Die Blockchain-Technologie hat sich seit dem beginnenden Höhenflug des Bitcoin in 2017 als Megatrend etabliert und ermöglicht heute Effizienzsteigerungen und neue Anwendungen – für Akteure steht die Cybersecurity dabei an oberster Stelle. Zusammen mit der elleta AG geht Business Analyst Martin Stolze von Bank Frick darum der Frage nach, weshalb die Blockchain neue Standards mit Hinblick auf Sicherheit, Authentizität, Privatsphäre und Zugänglichkeit setzt und die Blockchain-Technologie in einigen Jahren die Welt auf den Kopf stellen wird.

Einführung

Ist die Blockchain das Nonplusultra?

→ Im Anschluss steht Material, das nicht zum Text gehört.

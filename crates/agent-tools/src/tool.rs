//! Tool trait definition

use agent_core::Result;
use async_trait::async_trait;
use futures::future::BoxFuture;
use std::fmt;
use std::future::Future;

/// Trait for tools that agents can execute
///
/// Tools must not print or log as a way of reporting results: everything the
/// model should see goes into the returned text. A failure is returned as an
/// `Err`; the agent loop turns it into an observation so the model can adapt.
#[async_trait]
pub trait Tool: Send + Sync {
    /// Get the tool's name
    ///
    /// Must be unique within a ToolRegistry. Matched exactly (case-sensitive).
    fn name(&self) -> &str;

    /// Get the tool's description
    ///
    /// This description helps the LLM understand when to use this tool
    fn description(&self) -> &str;

    /// Invoke the tool with the raw action input
    async fn invoke(&self, input: &str) -> Result<String>;
}

type InvokeFn = dyn Fn(String) -> BoxFuture<'static, Result<String>> + Send + Sync;

/// A tool backed by an async closure
///
/// ```
/// use agent_tools::{FnTool, Tool};
///
/// # tokio_test::block_on(async {
/// let echo = FnTool::new("Echo", "Returns its input", |input| async move { Ok(input) });
/// assert_eq!(echo.invoke("hi").await.unwrap(), "hi");
/// # });
/// ```
pub struct FnTool {
    name: String,
    description: String,
    invoke: Box<InvokeFn>,
}

impl FnTool {
    /// Wrap `invoke` as a tool called `name`
    pub fn new<F, Fut>(name: impl Into<String>, description: impl Into<String>, invoke: F) -> Self
    where
        F: Fn(String) -> Fut + Send + Sync + 'static,
        Fut: Future<Output = Result<String>> + Send + 'static,
    {
        Self {
            name: name.into(),
            description: description.into(),
            invoke: Box::new(move |input| Box::pin(invoke(input))),
        }
    }
}

#[async_trait]
impl Tool for FnTool {
    fn name(&self) -> &str {
        &self.name
    }

    fn description(&self) -> &str {
        &self.description
    }

    async fn invoke(&self, input: &str) -> Result<String> {
        (self.invoke)(input.to_string()).await
    }
}

impl fmt::Debug for FnTool {
    fn fmt(&self, f: &mut fmt::Formatter<'_>) -> fmt::Result {
        f.debug_struct("FnTool")
            .field("name", &self.name)
            .field("description", &self.description)
            .finish_non_exhaustive()
    }
}
#[cfg(test)]
mod tests {
    use super::*;
    use crate::api::{
        FilingDocument, MockFilingProvider, MockSentimentProvider, SentimentReading,
    };
    use crate::error::NewsError;
    use crate::sources::MockHeadlineSource;
    use agent_llm::ScriptedModel;
    use agent_runtime::{AbortReason, RunOutcome, TranscriptEntry};

    fn source(texts: &'static [&'static str]) -> Arc<dyn HeadlineSource> {
        let mut mock = MockHeadlineSource::new();
        mock.expect_id().return_const("mock".to_string());
        mock.expect_fetch()
            .returning(move || Ok(texts.iter().filter_map(Headline::new).collect()));
        Arc::new(mock)
    }

    fn failing_source() -> Arc<dyn HeadlineSource> {
        let mut mock = MockHeadlineSource::new();
        mock.expect_id().return_const("yahoo".to_string());
        mock.expect_fetch()
            .returning(|| Err(NewsError::fetch("yahoo", "no headlines found")));
        Arc::new(mock)
    }

    fn filings() -> Arc<dyn FilingProvider> {
        let mut mock = MockFilingProvider::new();
        mock.expect_latest_annual_report().returning(|q| {
            Ok(FilingDocument {
                company: q.to_uppercase(),
                ticker: q.to_uppercase(),
                form_type: "10-K".to_string(),
                filing_date: chrono::NaiveDate::from_ymd_opt(2025, 2, 25).unwrap(),
                url: "https://www.sec.gov/".to_string(),
                text: "Revenue grew.".to_string(),
                truncated: false,
            })
        });
        Arc::new(mock)
    }

    fn sentiment() -> Arc<dyn SentimentProvider> {
        let mut mock = MockSentimentProvider::new();
        mock.expect_current().returning(|| {
            Ok(SentimentReading {
                score: 55.0,
                rating: "neutral".to_string(),
            })
        });
        Arc::new(mock)
    }

    fn desk(
        sources: Vec<Arc<dyn HeadlineSource>>,
        fast: Arc<ScriptedModel>,
        capable: Arc<ScriptedModel>,
        max_iterations: usize,
    ) -> NewsDesk {
        NewsDesk::builder()
            .sources(sources)
            .filings(filings())
            .sentiment(sentiment())
            .models(ModelSet::new(fast, capable))
            .max_iterations(max_iterations)
            .build()
            .unwrap()
    }

    #[tokio::test]
    async fn test_without_research_single_report() {
        let fast = Arc::new(ScriptedModel::new(["Tech leads; sentiment positive."]));
        let capable = Arc::new(ScriptedModel::new(Vec::<String>::new()));
        let desk = desk(
            vec![source(&["Stocks rally", "Oil slips"])],
            fast.clone(),
            capable.clone(),
            5,
        );

        let brief = desk.run(&[]).await.unwrap();

        assert_eq!(brief.headlines.len(), 2);
        assert_eq!(brief.analysis, "Tech leads; sentiment positive.");
        assert_eq!(brief.reports.len(), 1);
        assert!(brief.reports[0].research.is_none());
        assert!(fast.prompts()[0].contains("- Stocks rally\n- Oil slips"));
        assert_eq!(capable.calls(), 0);
    }

    #[tokio::test]
    async fn test_research_uses_tools_and_completes() {
        let fast = Arc::new(ScriptedModel::new(["Neutral."]));
        let capable = Arc::new(ScriptedModel::new([
            "Thought: check the mood\nAction: MarketSentiment\nAction Input: none",
            "Thought: enough\nFinal Answer: IBM is steady; market is neutral.",
        ]));
        let desk = desk(vec![source(&["IBM beats"])], fast, capable.clone(), 5);

        let brief = desk.run(&["IBM".to_string()]).await.unwrap();

        assert_eq!(brief.research.len(), 1);
        let run = &brief.research[0].report;
        assert_eq!(
            run.outcome,
            RunOutcome::Completed {
                answer: "IBM is steady; market is neutral.".to_string()
            }
        );
        assert!(run.run.transcript().iter().any(|e| matches!(
            e,
            TranscriptEntry::Observation { text, .. } if text == "Market sentiment: neutral (score 55/100)"
        )));
        assert!(capable.prompts()[0].contains("Assess IBM for an investor."));

        let report = brief.reports[0].to_string();
        assert!(report.contains("## Research: IBM\nFinal answer\nIBM is steady"));
    }

    #[tokio::test]
    async fn test_failed_source_degrades() {
        let fast = Arc::new(ScriptedModel::new(["Nothing to analyze."]));
        let capable = Arc::new(ScriptedModel::new(Vec::<String>::new()));
        let desk = desk(vec![failing_source()], fast.clone(), capable, 5);

        let brief = desk.run(&[]).await.unwrap();

        assert!(brief.headlines.is_empty());
        assert_eq!(brief.source_failures.len(), 1);
        assert_eq!(brief.source_failures[0].source_id, "yahoo");
        assert!(fast.prompts()[0].contains("(no headlines were available)"));
    }

    #[tokio::test]
    async fn test_analysis_model_failure_degrades() {
        let desk = desk(
            vec![source(&["Stocks rally"])],
            Arc::new(ScriptedModel::unavailable()),
            Arc::new(ScriptedModel::new(Vec::<String>::new())),
            5,
        );

        let brief = desk.run(&[]).await.unwrap();
        assert!(brief.analysis.starts_with("Analysis unavailable:"));
    }

    #[tokio::test]
    async fn test_each_company_gets_its_own_report() {
        let fast = Arc::new(ScriptedModel::new(["Mixed."]));
        let capable = Arc::new(ScriptedModel::repeating("Final Answer: looks fine"));
        let desk = desk(vec![source(&["Stocks rally"])], fast, capable.clone(), 5);

        let companies = vec!["IBM".to_string(), "AAPL".to_string()];
        let brief = desk.run(&companies).await.unwrap();

        let subjects: Vec<&str> = brief.research.iter().map(|r| r.subject.as_str()).collect();
        assert_eq!(subjects, vec!["IBM", "AAPL"]);
        assert_eq!(brief.reports.len(), 2);
        assert!(brief.reports.iter().all(Report::has_final_answer));
        assert_ne!(
            brief.research[0].report.run.id(),
            brief.research[1].report.run.id()
        );
        assert_eq!(capable.calls(), 2);
    }

    #[tokio::test]
    async fn test_budget_exhaustion_reported_as_aborted() {
        let fast = Arc::new(ScriptedModel::new(["Mixed."]));
        let capable = Arc::new(ScriptedModel::repeating("I am not sure what to do."));
        let desk = desk(vec![source(&["Stocks rally"])], fast, capable.clone(), 2);

        let brief = desk.run(&["IBM".to_string()]).await.unwrap();

        assert!(matches!(
            brief.research[0].report.outcome,
            RunOutcome::Aborted {
                reason: AbortReason::IterationBudgetExhausted { max: 2 },
                ..
            }
        ));
        assert_eq!(capable.calls(), 2);
        assert!(brief.reports[0]
            .to_string()
            .contains("Aborted: iteration budget exhausted"));
    }

    #[tokio::test]
    async fn test_cancelled_before_research() {
        let fast = Arc::new(ScriptedModel::new(["Mixed."]));
        let capable = Arc::new(ScriptedModel::repeating("Final Answer: x"));
        let desk = desk(vec![source(&["Stocks rally"])], fast, capable.clone(), 5);

        let flag = CancellationFlag::new();
        flag.cancel();
        let brief = desk
            .run_with_cancellation(&["IBM".to_string()], flag)
            .await
            .unwrap();

        assert!(matches!(
            brief.research[0].report.outcome,
            RunOutcome::Aborted {
                reason: AbortReason::Cancelled,
                ..
            }
        ));
        assert_eq!(capable.calls(), 0);
    }

    #[test]
    fn test_build_requires_providers() {
        let result = NewsDesk::builder()
            .models(ModelSet::uniform(Arc::new(ScriptedModel::repeating("x"))))
            .build();
        assert!(matches!(result, Err(Error::InitializationFailed(_))));
    }
}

Ein neues «Internet der Werte» neben dem bestehenden «Internet der Informationen»? Bereits seit 2009 existieren Blockchains, doch heute stehen sie unmittelbar vor dem Durchbruch: Blockchains werden in einigen Jahren die Welt auf den Kopf stellen.

Sie ermöglichen ein globales Register, ordnen Besitzverhältnisse unmissverständlich zu und Werte werden bei Bedarf sekundenschnell transferiert, nicht manipulierbar, auf Millionen Computern dezentral organisiert und ohne Zwischeninstanzen wie Staaten oder Banken. Vollständig ausgereift verspricht die Blockchain fundamentalen Fortschritt, für Unternehmen im speziellen, und zum ersten Mal seit der Einführung der Aktiengesellschaft im 19 Jh., auch im allgemeinen durch neuartige Gesellschaftsformen.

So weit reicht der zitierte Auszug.